Why isn’t dental health considered primary medical care?

The patient’s teeth appeared to be well cared for, but dentist James Mancini did not like the look of his gums. By chance, Mancini knew the man’s physician, so he raised an alert about a potential problem — and a diagnosis soon emerged.

“Actually, Bob had leukemia,” says Mancini, clinical director of the Meadville Dental Center in Pennsylvania. Though he wasn’t tired or having other symptoms, “his mouth was a disaster,” Mancini says. “Once his physician saw that, they were able to get him treated right away.”

Oral health is tightly connected to whole-body health, so Mancini’s hunch is not surprising. What is unusual is that the dentist and doctor communicated.

Historically, dentistry and medicine have operated as parallel fields: Dentists take care of the mouth, physicians the rest of the body. That is starting to change as many initiatives across the United States and other countries work to integrate oral and whole-body care to more effectively tackle diabetes, cardiovascular disease, joint replacements and many other conditions. The exact relationship between health of mouth and teeth and physical ailments elsewhere in the body is not well understood — and in some cases, is contentious — but experts agree there are links that should no longer be overlooked.

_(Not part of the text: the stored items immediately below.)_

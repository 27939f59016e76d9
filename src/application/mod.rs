//! Application services: cached entity CRUD, health reporting, shared errors.

pub mod catalog;
pub mod entity;
pub mod error;
pub mod health;
pub mod pagination;
pub mod repos;
use axum::Json;
use axum::http::StatusCode;
use axum::response::{IntoResponse, Response};
use serde::Serialize;

use crate::application::entity::ServiceError;
use crate::application::error::ErrorReport;
use crate::application::repos::RepoError;

#[derive(Debug, Serialize)]
pub struct ApiErrorBody {
    pub error: ApiErrorMessage,
}

pub mod codes {
    pub const BAD_REQUEST: &str = "bad_request";
    pub const NOT_FOUND: &str = "not_found";
    pub const VALIDATION: &str = "validation_error";
    pub const DUPLICATE: &str = "duplicate";
    pub const INVALID_INPUT: &str = "invalid_input";
    pub const INTEGRITY: &str = "integrity_error";
    pub const DB_TIMEOUT: &str = "db_timeout";
    pub const REPO: &str = "repo_error";
    pub const RATE_LIMITED: &str = "rate_limited";
}

#[derive(Debug, Serialize)]
pub struct ApiErrorMessage {
    pub code: String,
    pub message: String,
    #[serde(skip_serializing_if = "Option::is_none")]
    pub hint: Option<String>,
}

#[derive(Debug)]
pub struct ApiError {
    status: StatusCode,
    code: &'static str,
    message: &'static str,
    hint: Option<String>,
}

impl ApiError {
    pub fn new(
        status: StatusCode,
        code: &'static str,
        message: &'static str,
        hint: Option<String>,
    ) -> Self {
        Self {
            status,
            code,
            message,
            hint,
        }
    }

    pub fn bad_request(message: &'static str, hint: Option<String>) -> Self {
        Self::new(StatusCode::BAD_REQUEST, codes::BAD_REQUEST, message, hint)
    }

    pub fn not_found(hint: Option<String>) -> Self {
        Self::new(
            StatusCode::NOT_FOUND,
            codes::NOT_FOUND,
            "Resource not found",
            hint,
        )
    }

    pub fn too_many_requests(retry_after_secs: u64) -> Self {
        Self::new(
            StatusCode::TOO_MANY_REQUESTS,
            codes::RATE_LIMITED,
            "Too many requests",
            Some(format!("retry after {retry_after_secs}s")),
        )
    }

    pub fn status(&self) -> StatusCode {
        self.status
    }

    pub fn code(&self) -> &'static str {
        self.code
    }
}

impl From<ServiceError> for ApiError {
    fn from(err: ServiceError) -> Self {
        match err {
            ServiceError::NotFound { .. } => Self::not_found(Some(err.to_string())),
            ServiceError::Validation { message } => Self::new(
                StatusCode::BAD_REQUEST,
                codes::VALIDATION,
                "Validation failed",
                Some(message),
            ),
            ServiceError::Integrity { message } => Self::new(
                StatusCode::CONFLICT,
                codes::INTEGRITY,
                "Integrity constraint violated",
                Some(message),
            ),
            ServiceError::Repo(repo) => repo.into(),
        }
    }
}

impl From<RepoError> for ApiError {
    fn from(err: RepoError) -> Self {
        match err {
            RepoError::Duplicate { constraint } => Self::new(
                StatusCode::CONFLICT,
                codes::DUPLICATE,
                "Duplicate record",
                Some(constraint),
            ),
            RepoError::NotFound => Self::not_found(None),
            RepoError::InvalidInput { message } => Self::new(
                StatusCode::BAD_REQUEST,
                codes::INVALID_INPUT,
                "Invalid input",
                Some(message),
            ),
            RepoError::Integrity { message } => Self::new(
                StatusCode::CONFLICT,
                codes::INTEGRITY,
                "Integrity constraint violated",
                Some(message),
            ),
            RepoError::Timeout => Self::new(
                StatusCode::SERVICE_UNAVAILABLE,
                codes::DB_TIMEOUT,
                "Database timeout",
                None,
            ),
            RepoError::Persistence(msg) => Self::new(
                StatusCode::INTERNAL_SERVER_ERROR,
                codes::REPO,
                "Persistence error",
                Some(msg),
            ),
        }
    }
}

impl IntoResponse for ApiError {
    fn into_response(self) -> Response {
        let detail = format!(
            "{}: {}",
            self.code,
            self.hint.as_deref().unwrap_or(self.message)
        );
        let body = ApiErrorBody {
            error: ApiErrorMessage {
                code: self.code.to_string(),
                message: self.message.to_string(),
                hint: self.hint,
            },
        };
        let mut response = (self.status, Json(body)).into_response();
        ErrorReport::from_message("infra::http", self.status, detail).attach(&mut response);
        response
    }
}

In recent years, dental hygienists have started working in medical clinics; physicians and dentists have started a professional association to promote working together; and a new kind of clinic — with dentists and doctors under one roof — is emerging.

“We are at a pivotal point — I call it the convergence era — where dentistry is not going to be separated from overall health for much longer,” says Stephen E. Thorne IV, founder and CEO of Pacific Dental Services, based in Irvine, California. “Dentistry will be brought into the primary care health-care team.”

Sick mouth, sick body

The list of connections between oral health and systemic health — conditions that affect the entire body — is remarkable. For starters, three common dental issues — cavities, tooth loss and periodontal disease — are all associated with heart disease, the leading cause of death in the United States. “To me, the number one hidden risk factor for the number one killer in our country is oral health,” says Ellie Campbell, a family physician in Cumming, Georgia, and board member of the American Academy for Oral Systemic Health, founded in 2010 to increase awareness of how oral and whole-body health are related.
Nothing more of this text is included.